ABOUT THIS TASK =
Among the lines below, tally those holding the string "ApiResponse" and give the total only.

DATASET EXTRACT =
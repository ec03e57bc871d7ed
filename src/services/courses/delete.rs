use actix_web::{HttpRequest, HttpResponse, Result as ActixResult};
use tracing::{error, info};

use super::{COURSES_INDEX, CourseService, course_not_found};
use crate::models::{
    ApiResponse, ErrorCode, common::DeleteConfirmParams,
    courses::responses::CourseDeleteViewModel,
};
use crate::services::{DELETE_FAILED_ERROR, redirect_to};

pub async fn delete_course_confirm(
    service: &CourseService,
    request: &HttpRequest,
    id: i64,
    params: DeleteConfirmParams,
) -> ActixResult<HttpResponse> {
    let storage = service.get_storage(request);

    match storage.get_course_details(id).await {
        Ok(Some(course)) => Ok(HttpResponse::Ok().json(ApiResponse::success(
            CourseDeleteViewModel {
                course,
                error_message: params.has_error().then(|| DELETE_FAILED_ERROR.to_string()),
            },
            "Confirm course deletion",
        ))),
        Ok(None) => Ok(course_not_found()),
        Err(e) => Ok(
            HttpResponse::InternalServerError().json(ApiResponse::error_empty(
                ErrorCode::InternalServerError,
                format!("Failed to get course: {e}"),
            )),
        ),
    }
}

/// 仍有选课记录的课程无法删除，此时带标记回到确认页
pub async fn delete_course(
    service: &CourseService,
    request: &HttpRequest,
    id: i64,
) -> ActixResult<HttpResponse> {
    let storage = service.get_storage(request);

    match storage.delete_course(id).await {
        Ok(true) => {
            info!("Course {} deleted successfully", id);
            Ok(redirect_to(COURSES_INDEX))
        }
        Ok(false) => Ok(redirect_to(COURSES_INDEX)),
        Err(e) => {
            error!("Failed to delete course {}: {}", id, e);
            Ok(redirect_to(format!(
                "{COURSES_INDEX}/Delete/{id}?saveChangesError=true"
            )))
        }
    }
}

ANSWER TO THIS EXERCISE =
3